Yankees manager Aaron Boone takes the ball from Gerrit Cole during the seventh inning against the Los Angeles Dodgers at Yankee Stadium on Friday. Credit: Jim McIsaac

Gerrit Cole talked Aaron Boone into facing one more batter.

It was one too many.

With Cole at a season-high 102 pitches and a runner on after a leadoff walk to Mookie Betts in the seventh inning, Max Muncy torpedoed the righthander’s 103rd pitch 416 feet into the second deck in rightfield for a two-run homer that gave the Dodgers the lead in a 2-1 victory over the Yankees in front of a sellout crowd of 46,450 at the Stadium.

“Figured he was going to give me a conversation,’’ Cole said of Boone. “He asked me to get Muncy and [I said], ‘Of course.’ ”

“Obviously, in hindsight, I probably should have grabbed him there,’’ Boone said. “He had pitched so well. I felt like he was competitive back in the Mookie at-bat and I felt like he had enough to get Max. Jumps out in front of him but then got a mistake. I’ve got [lefthander Brent] Headrick teed up there. That’s on me. I should probably get him there ... Sometimes you have to take it out of their hands.”

The loss to open the season’s second half snapped a four-game winning streak for the Yankees (54-43), who did pick up a half-game on the AL East-leading Rays, who were swept by the Red Sox in a doubleheader on Friday. The Yankees are 2 1⁄2 games back. The two-time defending champion Dodgers are an MLB-best 62-36.

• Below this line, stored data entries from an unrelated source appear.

//! Model access for the coaching pipeline.
//!
//! This module provides:
//! * [`LlmClient`]: async trait implemented by all generation backends.
//! * [`GeminiClient`]: `generateContent` REST client (text + inline binary).
//! * [`SharedClient`]: lazily-built, process-wide client handle.
//! * [`RetryPolicy`] / [`call_with_policy`] / [`RetryController`]: timeout
//!   race plus bounded exponential-backoff retries.
//! * [`FallbackSynthesizer`]: template-shaped response used when nothing
//!   else worked.
//! * [`prompt`]: every prompt string and per-category template.
//!
//! # Quick start
//!
//! ```rust,no_run
//! use std::sync::Arc;
//! use interview_coach::config::AppConfig;
//! use interview_coach::llm::{GenerationOptions, PromptPart, RetryController, SharedClient};
//! use interview_coach::types::InputKind;
//! use tokio_util::sync::CancellationToken;
//!
//! #[tokio::main]
//! async fn main() {
//!     let config = Arc::new(AppConfig::load().unwrap());
//!     let shared = SharedClient::gemini(config.clone(), config.llm.clone());
//!     let client = shared.get().expect("API key configured");
//!
//!     let controller = RetryController::default();
//!     let options = GenerationOptions::from_config(&config.llm);
//!     let parts = vec![PromptPart::text("Explain a hash map.")];
//!
//!     let result = controller
//!         .run(InputKind::Text, Ok(()), &CancellationToken::new(), |token| {
//!             let client = client.clone();
//!             let parts = parts.clone();
//!             async move { client.generate(&parts, &options, &token).await }
//!         })
//!         .await
//!         .unwrap();
//!     println!("{}", result.text);
//! }
//! ```

pub mod client;
pub mod fallback;
pub mod prompt;
pub mod retry;

// ---------------------------------------------------------------------------
// Public re-exports
// ---------------------------------------------------------------------------

pub use client::{
    GeminiClient, GenerationOptions, LlmClient, LlmError, PromptPart, SharedClient,
};
pub use fallback::{FallbackSynthesizer, FALLBACK_MARKER};
pub use retry::{call_with_policy, with_deadline, Cancelled, RetryController, RetryError, RetryPolicy};

#[cfg(test)]
pub use client::ScriptedLlm;
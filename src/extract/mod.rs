//! Turning captured items into plain text.
//!
//! * [`ContentExtractor`]: validation passthrough for text, one model call
//!   for audio/screenshot payloads.
//! * [`SnippetSelector`]: keyword-scored excerpt used only for the
//!   classification prompt.

pub mod content;
pub mod snippet;

pub use content::{ContentExtractor, ExtractError};
pub use snippet::SnippetSelector;
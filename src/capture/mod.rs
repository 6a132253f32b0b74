//! Capture-side collaborators.
//!
//! The pipeline never touches storage directly.  It sees the capture queue
//! through [`QueueStore`] and resolves item locators through [`FileReader`].
//!
//! [`DirectoryQueue`] and [`FsReader`] are the filesystem adapters used by
//! the binary: each queue is a directory, each file one item, the item kind
//! taken from the file extension.

pub mod directory;

pub use directory::{DirectoryQueue, FsReader};

use async_trait::async_trait;
use thiserror::Error;

use crate::types::QueueItem;

// ---------------------------------------------------------------------------
// CaptureError
// ---------------------------------------------------------------------------

#[derive(Debug, Error)]
pub enum CaptureError {
    #[error("I/O error on {locator}: {source}")]
    Io {
        locator: String,
        #[source]
        source: std::io::Error,
    },

    #[error("{0} is not valid UTF-8 text")]
    NotUtf8(String),

    #[error("no item at {0}")]
    NotFound(String),
}

// ---------------------------------------------------------------------------
// Traits
// ---------------------------------------------------------------------------

/// Which buffered queue to address.
#[derive(Debug, Clone, Copy, PartialEq, Eq, Hash)]
pub enum QueueKind {
    /// Items for initial processing.
    Main,
    /// Extra screenshots captured for debug mode.
    Extra,
}

#[async_trait]
pub trait QueueStore: Send + Sync {
    async fn list_queue_items(&self, queue: QueueKind) -> Result<Vec<QueueItem>, CaptureError>;
    async fn clear_queue(&self, queue: QueueKind) -> Result<(), CaptureError>;
}

#[async_trait]
pub trait FileReader: Send + Sync {
    async fn read_text(&self, locator: &str) -> Result<String, CaptureError>;
    async fn read_binary(&self, locator: &str) -> Result<Vec<u8>, CaptureError>;
}

// ---------------------------------------------------------------------------
// In-memory doubles
// ---------------------------------------------------------------------------

#[cfg(test)]
pub use memory::{MemoryQueue, MemoryReader};
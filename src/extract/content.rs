//! Per-item text extraction.
//!
//! Text items are passed through after validation.  Audio and screenshot
//! items are sent to the model once, with a fixed transcribe/extract
//! instruction, under the per-attempt deadline.  Nothing here retries; the
//! caller decides what a failure means for the batch.

use std::time::Duration;

use thiserror::Error;
use tokio_util::sync::CancellationToken;

use crate::capture::{CaptureError, FileReader};
use crate::config::AppConfig;
use crate::llm::prompt::extraction_instruction;
use crate::llm::{with_deadline, GenerationOptions, LlmClient, LlmError, PromptPart};
use crate::types::{ExtractedContent, InputKind, ProcessingError, QueueItem, Stage};

// ---------------------------------------------------------------------------
// ExtractError
// ---------------------------------------------------------------------------

#[derive(Debug, Error)]
pub enum ExtractError {
    #[error("text input is empty")]
    EmptyText,

    #[error("text input is {len} characters, limit is {max}")]
    TextTooLong { len: usize, max: usize },

    #[error("{0} payload is empty")]
    EmptyPayload(InputKind),

    #[error(transparent)]
    Read(#[from] CaptureError),

    #[error("no text could be extracted from the {0} input")]
    NothingExtracted(InputKind),

    #[error(transparent)]
    Llm(#[from] LlmError),
}

impl ExtractError {
    /// Stage recorded in the item's [`ProcessingError`].
    pub fn stage(&self) -> Stage {
        match self {
            ExtractError::EmptyText
            | ExtractError::TextTooLong { .. }
            | ExtractError::EmptyPayload(_) => Stage::Validate,
            ExtractError::Read(_) => Stage::Read,
            ExtractError::NothingExtracted(_) | ExtractError::Llm(_) => Stage::Extract,
        }
    }

    pub fn is_cancelled(&self) -> bool {
        matches!(self, ExtractError::Llm(LlmError::Cancelled))
    }

    pub fn into_processing_error(self, locator: &str) -> ProcessingError {
        ProcessingError {
            item_locator: locator.to_string(),
            stage: self.stage(),
            message: self.to_string(),
        }
    }
}

// ---------------------------------------------------------------------------
// ContentExtractor
// ---------------------------------------------------------------------------

#[derive(Debug, Clone)]
pub struct ContentExtractor {
    max_text_chars: usize,
    options: GenerationOptions,
    attempt_timeout: Duration,
}

impl ContentExtractor {
    pub fn new(max_text_chars: usize, options: GenerationOptions, attempt_timeout: Duration) -> Self {
        Self {
            max_text_chars,
            options,
            attempt_timeout,
        }
    }

    pub fn from_config(config: &AppConfig) -> Self {
        Self::new(
            config.extraction.max_text_chars,
            GenerationOptions::from_config(&config.llm),
            Duration::from_secs(config.retry.attempt_timeout_secs),
        )
    }

    /// Accept `raw` unchanged, or reject it as empty or oversized.
    pub fn validate_text(&self, raw: &str) -> Result<String, ExtractError> {
        if raw.trim().is_empty() {
            return Err(ExtractError::EmptyText);
        }
        let len = raw.chars().count();
        if len > self.max_text_chars {
            return Err(ExtractError::TextTooLong {
                len,
                max: self.max_text_chars,
            });
        }
        Ok(raw.to_string())
    }

    /// One model call turning an audio/image payload into text.
    pub async fn extract_binary(
        &self,
        client: &dyn LlmClient,
        kind: InputKind,
        data: Vec<u8>,
        mime_type: &str,
        cancel: &CancellationToken,
    ) -> Result<String, ExtractError> {
        if data.is_empty() {
            return Err(ExtractError::EmptyPayload(kind));
        }

        let parts = [
            PromptPart::text(extraction_instruction(kind)),
            PromptPart::binary(mime_type, data),
        ];
        let parts = &parts;
        let options = &self.options;

        let text = with_deadline(cancel, self.attempt_timeout, |token| async move {
            client.generate(parts, options, &token).await
        })
        .await?;

        if text.trim().is_empty() {
            return Err(ExtractError::NothingExtracted(kind));
        }
        log::debug!("extract: {} chars from {kind} input", text.len());
        Ok(text)
    }

    /// Resolve `item` through `reader` and extract its text.
    pub async fn extract(
        &self,
        item: &QueueItem,
        reader: &dyn FileReader,
        client: &dyn LlmClient,
        cancel: &CancellationToken,
    ) -> Result<ExtractedContent, ExtractError> {
        let text = match item.kind {
            InputKind::Text => {
                let raw = reader.read_text(&item.locator).await?;
                self.validate_text(&raw)?
            }
            InputKind::Audio | InputKind::Screenshot => {
                let data = reader.read_binary(&item.locator).await?;
                self.extract_binary(client, item.kind, data, item.mime_type(), cancel)
                    .await?
            }
        };
        Ok(ExtractedContent {
            source_kind: item.kind,
            text,
        })
    }
}

impl Default for ContentExtractor {
    fn default() -> Self {
        Self::from_config(&AppConfig::default())
    }
}

// ---------------------------------------------------------------------------
// Tests
// ---------------------------------------------------------------------------

#[cfg(test)]
mod tests {
    use super::*;
    use crate::capture::MemoryReader;
    use crate::llm::ScriptedLlm;
    use async_trait::async_trait;

    fn extractor() -> ContentExtractor {
        ContentExtractor::new(50, GenerationOptions::default(), Duration::from_millis(50))
    }

    #[test]
    fn valid_text_is_returned_unchanged() {
        let e = extractor();
        for input in ["two sum", "  padded\n", "line one\n\nline two"] {
            assert_eq!(e.validate_text(input).unwrap(), input);
        }
    }

    #[test]
    fn empty_and_oversized_text_are_validation_failures() {
        let e = extractor();
        let err = e.validate_text(" \n\t").unwrap_err();
        assert!(matches!(err, ExtractError::EmptyText));
        assert_eq!(err.stage(), Stage::Validate);

        let err = e.validate_text(&"x".repeat(51)).unwrap_err();
        assert!(matches!(err, ExtractError::TextTooLong { len: 51, max: 50 }));
        assert_eq!(e.validate_text(&"x".repeat(50)).unwrap().len(), 50);
    }

    #[tokio::test]
    async fn audio_is_transcribed_with_payload_attached() {
        let llm = ScriptedLlm::always("reverse a linked list");
        let reader = MemoryReader::new().with("clip.mp3", vec![1u8, 2, 3]);

        let content = extractor()
            .extract(
                &QueueItem::audio("clip.mp3"),
                &reader,
                &llm,
                &CancellationToken::new(),
            )
            .await
            .unwrap();

        assert_eq!(content.source_kind, InputKind::Audio);
        assert_eq!(content.text, "reverse a linked list");

        let prompts = llm.prompts.lock().unwrap();
        assert_eq!(
            prompts[0][1],
            PromptPart::binary("audio/mp3", vec![1u8, 2, 3])
        );
        assert!(llm_text(&prompts[0]).contains("Transcribe"));
    }

    fn llm_text(parts: &[PromptPart]) -> String {
        parts
            .iter()
            .filter_map(|p| match p {
                PromptPart::Text(t) => Some(t.clone()),
                PromptPart::Binary { .. } => None,
            })
            .collect()
    }

    #[tokio::test]
    async fn blank_model_output_is_an_extraction_failure() {
        let llm = ScriptedLlm::always("  \n");
        let err = extractor()
            .extract_binary(
                &llm,
                InputKind::Screenshot,
                vec![0u8],
                "image/png",
                &CancellationToken::new(),
            )
            .await
            .unwrap_err();
        assert!(matches!(err, ExtractError::NothingExtracted(InputKind::Screenshot)));
        assert_eq!(err.stage(), Stage::Extract);
    }

    #[tokio::test]
    async fn empty_payload_makes_no_call() {
        let llm = ScriptedLlm::always("unused");
        let err = extractor()
            .extract_binary(
                &llm,
                InputKind::Audio,
                Vec::new(),
                "audio/wav",
                &CancellationToken::new(),
            )
            .await
            .unwrap_err();
        assert!(matches!(err, ExtractError::EmptyPayload(InputKind::Audio)));
        assert_eq!(llm.calls(), 0);
    }

    #[tokio::test]
    async fn unreadable_item_reports_read_stage() {
        let llm = ScriptedLlm::always("unused");
        let err = extractor()
            .extract(
                &QueueItem::text("gone.txt"),
                &MemoryReader::new(),
                &llm,
                &CancellationToken::new(),
            )
            .await
            .unwrap_err();

        let pe = err.into_processing_error("gone.txt");
        assert_eq!(pe.stage, Stage::Read);
        assert_eq!(pe.item_locator, "gone.txt");
    }

    struct Stalled;

    #[async_trait]
    impl LlmClient for Stalled {
        async fn generate(
            &self,
            _parts: &[PromptPart],
            _options: &GenerationOptions,
            _cancel: &CancellationToken,
        ) -> Result<String, LlmError> {
            tokio::time::sleep(Duration::from_secs(5)).await;
            Ok("late".into())
        }
    }

    #[tokio::test]
    async fn stalled_extraction_times_out() {
        let err = extractor()
            .extract_binary(
                &Stalled,
                InputKind::Audio,
                vec![1u8],
                "audio/wav",
                &CancellationToken::new(),
            )
            .await
            .unwrap_err();
        assert!(matches!(err, ExtractError::Llm(LlmError::Timeout)));
    }
}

Cole (3-5, 3.93 ERA) was brilliant until the seventh; considering the opponent, he had his best outing in 10 games since returning from Tommy John surgery on May 22.

The righthander was at 90 pitches and took a 1-0 lead into the seventh before walking Betts to start the inning. Boone could have brought in Headrick to face the lefthanded-hitting Muncy, and The decision backfired when Muncy hammered a 2-and-2, 90-mph slider halfway up the second deck in right for his 18th homer of the season.

Said Cole: “I looked at the pitch, it’s not where I want it [he wanted it below the strike zone], but I looked at the swing and it was pretty excellent. It stinks ... Just didn’t really give the pitch a chance and, like I said, he pulled out a great swing. So hats off to him.”

The Yankees’ offense, which thrived in three comeback victories in Washington against the Nationals’ historically awful bullpen, mounted little Friday night in amassing six hits.

The Yankees nearly tied it in the eighth when Trent Grisham walked with one out against Alex Vesia and Ben Rice roped one off the wall in right-center. Third-base coach Luis Rojas waved Grisham around and shortstop Betts threw him out at the plate on a bang-bang play.

Dodgers righthander Roki Sasaki allowed one run (unearned) and five hits in 5 2⁄3 innings in which he walked one and struck out five. Cole, who retired 10 straight before walking Betts, allowed two runs, four hits and one walk with eight strikeouts in six innings-plus.